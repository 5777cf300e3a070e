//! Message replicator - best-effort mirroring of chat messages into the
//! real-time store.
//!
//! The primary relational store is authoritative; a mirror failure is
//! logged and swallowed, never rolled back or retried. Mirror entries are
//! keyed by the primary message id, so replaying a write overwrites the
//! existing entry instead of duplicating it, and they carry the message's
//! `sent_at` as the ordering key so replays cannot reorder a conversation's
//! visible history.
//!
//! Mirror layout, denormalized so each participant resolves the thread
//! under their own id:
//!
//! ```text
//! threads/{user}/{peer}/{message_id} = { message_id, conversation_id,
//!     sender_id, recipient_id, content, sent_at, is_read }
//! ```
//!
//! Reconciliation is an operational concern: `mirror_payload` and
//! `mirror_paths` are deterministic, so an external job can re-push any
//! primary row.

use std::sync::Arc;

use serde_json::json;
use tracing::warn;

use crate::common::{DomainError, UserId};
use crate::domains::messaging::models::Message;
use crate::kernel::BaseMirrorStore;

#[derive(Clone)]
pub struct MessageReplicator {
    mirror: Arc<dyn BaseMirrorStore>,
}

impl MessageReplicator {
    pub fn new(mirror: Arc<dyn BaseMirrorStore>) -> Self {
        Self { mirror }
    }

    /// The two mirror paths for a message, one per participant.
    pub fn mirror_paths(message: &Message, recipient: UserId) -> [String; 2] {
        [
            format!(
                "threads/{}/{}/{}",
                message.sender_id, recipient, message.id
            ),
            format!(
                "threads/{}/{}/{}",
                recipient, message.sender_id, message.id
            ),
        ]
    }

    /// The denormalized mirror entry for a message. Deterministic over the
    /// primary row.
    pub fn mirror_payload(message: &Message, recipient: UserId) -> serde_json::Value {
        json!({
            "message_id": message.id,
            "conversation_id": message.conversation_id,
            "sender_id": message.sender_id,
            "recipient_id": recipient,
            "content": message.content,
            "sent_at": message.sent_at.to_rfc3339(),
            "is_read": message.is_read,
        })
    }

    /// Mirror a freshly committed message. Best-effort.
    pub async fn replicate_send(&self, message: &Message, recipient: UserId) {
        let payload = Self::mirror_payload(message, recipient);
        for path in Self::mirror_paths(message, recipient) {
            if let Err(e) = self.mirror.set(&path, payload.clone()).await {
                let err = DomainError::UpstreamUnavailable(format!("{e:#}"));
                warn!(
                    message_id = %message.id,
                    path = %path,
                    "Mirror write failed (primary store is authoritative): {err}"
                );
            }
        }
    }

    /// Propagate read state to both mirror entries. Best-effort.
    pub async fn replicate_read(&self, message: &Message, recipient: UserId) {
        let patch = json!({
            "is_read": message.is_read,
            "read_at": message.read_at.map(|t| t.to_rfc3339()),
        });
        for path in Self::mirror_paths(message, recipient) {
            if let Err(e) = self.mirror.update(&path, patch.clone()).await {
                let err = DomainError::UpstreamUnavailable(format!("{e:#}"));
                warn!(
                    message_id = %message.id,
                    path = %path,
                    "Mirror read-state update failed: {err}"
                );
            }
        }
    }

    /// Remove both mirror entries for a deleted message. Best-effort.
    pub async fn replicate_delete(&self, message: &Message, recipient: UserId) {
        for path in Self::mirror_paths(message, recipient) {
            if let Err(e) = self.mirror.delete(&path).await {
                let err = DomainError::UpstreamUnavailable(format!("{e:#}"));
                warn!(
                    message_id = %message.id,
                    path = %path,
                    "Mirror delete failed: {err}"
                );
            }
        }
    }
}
########################################
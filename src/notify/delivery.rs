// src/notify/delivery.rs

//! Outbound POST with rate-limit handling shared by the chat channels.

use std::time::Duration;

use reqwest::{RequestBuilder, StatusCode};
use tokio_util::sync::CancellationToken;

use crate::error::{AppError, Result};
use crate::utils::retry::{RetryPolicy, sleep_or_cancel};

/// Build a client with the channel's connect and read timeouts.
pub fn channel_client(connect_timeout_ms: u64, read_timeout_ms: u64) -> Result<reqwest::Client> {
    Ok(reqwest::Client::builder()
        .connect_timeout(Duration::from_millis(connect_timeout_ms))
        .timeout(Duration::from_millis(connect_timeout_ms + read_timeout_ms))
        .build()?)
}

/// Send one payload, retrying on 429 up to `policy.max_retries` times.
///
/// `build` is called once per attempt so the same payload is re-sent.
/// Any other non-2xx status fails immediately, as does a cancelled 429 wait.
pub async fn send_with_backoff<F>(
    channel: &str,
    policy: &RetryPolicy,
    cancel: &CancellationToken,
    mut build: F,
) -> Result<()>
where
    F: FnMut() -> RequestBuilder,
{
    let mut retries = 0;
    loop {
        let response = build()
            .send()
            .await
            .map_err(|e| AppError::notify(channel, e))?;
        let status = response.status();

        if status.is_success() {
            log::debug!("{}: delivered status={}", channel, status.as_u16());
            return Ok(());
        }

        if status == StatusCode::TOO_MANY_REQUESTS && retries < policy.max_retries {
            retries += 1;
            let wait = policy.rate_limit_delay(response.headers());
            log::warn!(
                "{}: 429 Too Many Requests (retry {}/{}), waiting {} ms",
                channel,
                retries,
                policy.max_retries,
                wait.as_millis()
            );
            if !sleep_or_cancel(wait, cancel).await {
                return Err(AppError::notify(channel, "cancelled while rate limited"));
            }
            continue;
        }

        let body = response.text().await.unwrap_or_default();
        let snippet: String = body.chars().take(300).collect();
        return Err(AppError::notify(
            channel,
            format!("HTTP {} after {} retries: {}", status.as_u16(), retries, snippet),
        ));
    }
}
########################################
*Exercise objective:* From the data above, work out how many lines hold "await". Answer with the number alone.

*Completed task:* 6